UK shares were off but maybe that was more to do with the gloom in Britain. By the way, the adverse news in the Budget coincided with a rise in gilts. The yield on 10-year gilts is back to 1.85 per cent, compared with a peak of nearly 2.2 per cent after the downgrade. So much for the power of the rating agencies.
Anyway, the markets have broadly ignored Cyprus. There are two ways of looking at this. One is to note that when Archduke Ferdinand of Austria was assassinated in 1914, shares in London, Frankfurt and New York barely moved on the first day of trading – though they did fall sharply over the next couple of weeks as German financiers, who had been briefed that war was coming, sold their international holdings. No one should push that parallel too far but this could be bigger than it seems right now.

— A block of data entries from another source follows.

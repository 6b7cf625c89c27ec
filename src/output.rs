//! Result types returned by a successful conversion.

use chrono::{DateTime, Utc};
use serde::{Deserialize, Serialize};
use std::path::PathBuf;

/// A finished PDF staged in durable storage.
///
/// Attributes are read from filesystem metadata at staging time; the file
/// itself is never mutated afterwards — only deleted by an explicit
/// delete request.
#[derive(Debug, Clone, Serialize, Deserialize)]
pub struct StoredArtifact {
    /// Bare filename inside the storage directory, e.g. `report.pdf`.
    pub filename: String,
    /// Full filesystem path of the stored file.
    pub path: PathBuf,
    /// Size in bytes.
    pub size_bytes: u64,
    /// Modification timestamp of the stored file.
    pub modified: DateTime<Utc>,
}

/// Captured output streams of a compiler run.
///
/// Kept even on success: pdflatex legitimately writes warnings to stderr,
/// and callers may want to surface them without treating them as failure.
#[derive(Debug, Clone, Default, Serialize, Deserialize)]
pub struct CompileOutput {
    pub stdout: String,
    pub stderr: String,
}

/// Wall-clock timings for one pipeline run.
#[derive(Debug, Clone, Copy, Default, Serialize, Deserialize)]
pub struct ConversionStats {
    /// Time spent extracting the archive, in milliseconds.
    pub extract_duration_ms: u64,
    /// Time spent inside the compiler, in milliseconds.
    pub compile_duration_ms: u64,
    /// End-to-end pipeline time, in milliseconds.
    pub total_duration_ms: u64,
}

/// Everything a successful conversion produced.
#[derive(Debug, Clone, Serialize, Deserialize)]
pub struct ConversionOutput {
    /// The staged PDF.
    pub artifact: StoredArtifact,
    /// Compiler streams, warnings included.
    pub compiler: CompileOutput,
    /// Per-stage and total timings.
    pub stats: ConversionStats,
}
//! Configuration types for the conversion pipeline.
//!
//! All pipeline behaviour is controlled through [`ConversionConfig`], built
//! via its [`ConversionConfigBuilder`]. Keeping every knob in one struct
//! makes it trivial to share a config across the server's handlers and to
//! point the integration suite at stub tools instead of a real TeX
//! installation.
//!
//! # Design choice: builder over constructor
//! Callers set only what they care about and rely on documented defaults
//! for the rest; adding a knob later does not break existing call sites.

use crate::error::ConvertError;
use std::path::PathBuf;

/// Configuration for one conversion pipeline instance.
///
/// Built via [`ConversionConfig::builder()`] or
/// [`ConversionConfig::default()`].
///
/// # Example
/// ```rust
/// use tex2pdf::ConversionConfig;
///
/// let config = ConversionConfig::builder()
///     .storage_dir("uploads")
///     .compile_timeout_secs(300)
///     .build()
///     .unwrap();
/// ```
#[derive(Debug, Clone)]
pub struct ConversionConfig {
    /// Durable storage directory for finished PDFs. Default: `uploads`.
    ///
    /// Served read-only over HTTP under `/uploads`. Artifacts land here via
    /// an atomic rename, so a listing never observes a half-written file.
    pub storage_dir: PathBuf,

    /// Root under which per-job scratch directories are created.
    /// Default: `<system tmp>/tex2pdf`.
    ///
    /// Each job extracts and compiles inside its own uniquely-named
    /// subdirectory, so two concurrent jobs never share scratch state.
    pub workspace_root: PathBuf,

    /// Archive unpack tool. Default: `unzip`.
    ///
    /// Invoked as `<unzip_program> -o <archive> -d <dir>` with an argument
    /// vector — never through a shell. Integration tests point this at a
    /// stub script.
    pub unzip_program: String,

    /// LaTeX compiler. Default: `pdflatex`.
    ///
    /// Invoked as `<latex_program> -interaction=nonstopmode
    /// -output-directory <dir> <source>`. Nonstop mode keeps a syntax error
    /// from parking the engine at an interactive prompt; the exit status
    /// still reports failure.
    pub latex_program: String,

    /// Deadline for one extraction run, in seconds. Default: 60.
    ///
    /// A zip bomb or a wedged unpack tool fails the job instead of hanging
    /// the upload request. The child is killed on expiry.
    pub extract_timeout_secs: u64,

    /// Deadline for one compiler run, in seconds. Default: 180.
    ///
    /// pdflatex on a pathological document can loop for minutes. Three
    /// minutes covers real-world reports and theses with headroom; raise it
    /// for book-sized documents.
    pub compile_timeout_secs: u64,

    /// Upper bound on diagnostic text embedded in a compile error, in
    /// bytes. Default: 8192.
    ///
    /// Full compiler output can reach megabytes; error payloads keep only
    /// the tail, which is where pdflatex prints the fatal line.
    pub diagnostics_tail_bytes: usize,

    /// Maximum accepted upload body size, in bytes. Default: 10 MiB.
    ///
    /// Enforced by the HTTP layer before the pipeline is invoked.
    pub max_upload_bytes: usize,
}

impl Default for ConversionConfig {
    fn default() -> Self {
        Self {
            storage_dir: PathBuf::from("uploads"),
            workspace_root: std::env::temp_dir().join("tex2pdf"),
            unzip_program: "unzip".to_string(),
            latex_program: "pdflatex".to_string(),
            extract_timeout_secs: 60,
            compile_timeout_secs: 180,
            diagnostics_tail_bytes: 8192,
            max_upload_bytes: 10 * 1024 * 1024,
        }
    }
}

impl ConversionConfig {
    /// Start building a config from the defaults.
    pub fn builder() -> ConversionConfigBuilder {
        ConversionConfigBuilder::default()
    }
}

/// Builder for [`ConversionConfig`].
#[derive(Debug, Default)]
pub struct ConversionConfigBuilder {
    config: ConversionConfig,
}

impl ConversionConfigBuilder {
    /// Set the durable storage directory.
    pub fn storage_dir(mut self, dir: impl Into<PathBuf>) -> Self {
        self.config.storage_dir = dir.into();
        self
    }

    /// Set the scratch workspace root.
    pub fn workspace_root(mut self, dir: impl Into<PathBuf>) -> Self {
        self.config.workspace_root = dir.into();
        self
    }

    /// Set the archive unpack tool.
    pub fn unzip_program(mut self, program: impl Into<String>) -> Self {
        self.config.unzip_program = program.into();
        self
    }

    /// Set the LaTeX compiler.
    pub fn latex_program(mut self, program: impl Into<String>) -> Self {
        self.config.latex_program = program.into();
        self
    }

    /// Set the extraction deadline in seconds.
    pub fn extract_timeout_secs(mut self, secs: u64) -> Self {
        self.config.extract_timeout_secs = secs;
        self
    }

    /// Set the compilation deadline in seconds.
    pub fn compile_timeout_secs(mut self, secs: u64) -> Self {
        self.config.compile_timeout_secs = secs;
        self
    }

    /// Set the diagnostics tail bound in bytes.
    pub fn diagnostics_tail_bytes(mut self, bytes: usize) -> Self {
        self.config.diagnostics_tail_bytes = bytes;
        self
    }

    /// Set the maximum upload body size in bytes.
    pub fn max_upload_bytes(mut self, bytes: usize) -> Self {
        self.config.max_upload_bytes = bytes;
        self
    }

    /// Validate and produce the final config.
    ///
    /// # Errors
    /// Returns [`ConvertError::InvalidConfig`] when a tool name is empty or
    /// a deadline/limit is zero.
    pub fn build(self) -> Result<ConversionConfig, ConvertError> {
        let c = self.config;
        if c.unzip_program.trim().is_empty() {
            return Err(ConvertError::InvalidConfig(
                "unzip_program must not be empty".into(),
            ));
        }
        if c.latex_program.trim().is_empty() {
            return Err(ConvertError::InvalidConfig(
                "latex_program must not be empty".into(),
            ));
        }
        if c.extract_timeout_secs == 0 || c.compile_timeout_secs == 0 {
            return Err(ConvertError::InvalidConfig(
                "subprocess deadlines must be at least 1s".into(),
            ));
        }
        if c.max_upload_bytes == 0 {
            return Err(ConvertError::InvalidConfig(
                "max_upload_bytes must be nonzero".into(),
            ));
        }
        Ok(c)
    }
}

#[cfg(test)]
mod tests {
    use super::*;

    #[test]
    fn defaults_are_valid() {
        let config = ConversionConfig::builder().build().unwrap();
        assert_eq!(config.unzip_program, "unzip");
        assert_eq!(config.latex_program, "pdflatex");
        assert_eq!(config.max_upload_bytes, 10 * 1024 * 1024);
    }

    #[test]
    fn builder_sets_fields() {
        let config = ConversionConfig::builder()
            .storage_dir("/srv/artifacts")
            .workspace_root("/var/tmp/scratch")
            .latex_program("lualatex")
            .compile_timeout_secs(300)
            .build()
            .unwrap();
        assert_eq!(config.storage_dir, PathBuf::from("/srv/artifacts"));
        assert_eq!(config.workspace_root, PathBuf::from("/var/tmp/scratch"));
        assert_eq!(config.latex_program, "lualatex");
        assert_eq!(config.compile_timeout_secs, 300);
    }

    #[test]
    fn zero_deadline_rejected() {
        let err = ConversionConfig::builder()
            .compile_timeout_secs(0)
            .build()
            .unwrap_err();
        assert!(matches!(err, ConvertError::InvalidConfig(_)));
    }

    #[test]
    fn empty_tool_rejected() {
        let err = ConversionConfig::builder()
            .unzip_program("  ")
            .build()
            .unwrap_err();
        assert!(err.to_string().contains("unzip_program"));
    }
}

The other response is to note how small the Cyprus economy is. The point is often made that it is only 0.2 per cent of the eurozone. As Jim O'Neill of Goldman Sachs has noted, in the week that the banks there have been closed, Chinese growth has created another Cyprus. So in a sense the markets are acting rationally to discount it. Even if you look at the bank deposits in Cyprus, which are proportionately larger than the economy, it is hard to see this being another Lehman Brothers, where one brick being pulled out of the wall collapses the edifice. Besides, we now know much more about the interconnections in global banking and ought, to manage another banking crisis more competently.
The big drivers of the developed world economy remain its central banks. The consequences of what is happening in Cyprus may delay the inevitable tightening of policy by the ECB. The Fed is likely to keep printing a little longer, as will the Bank of Japan, as will we in the UK. They will stop sometime, but not yet.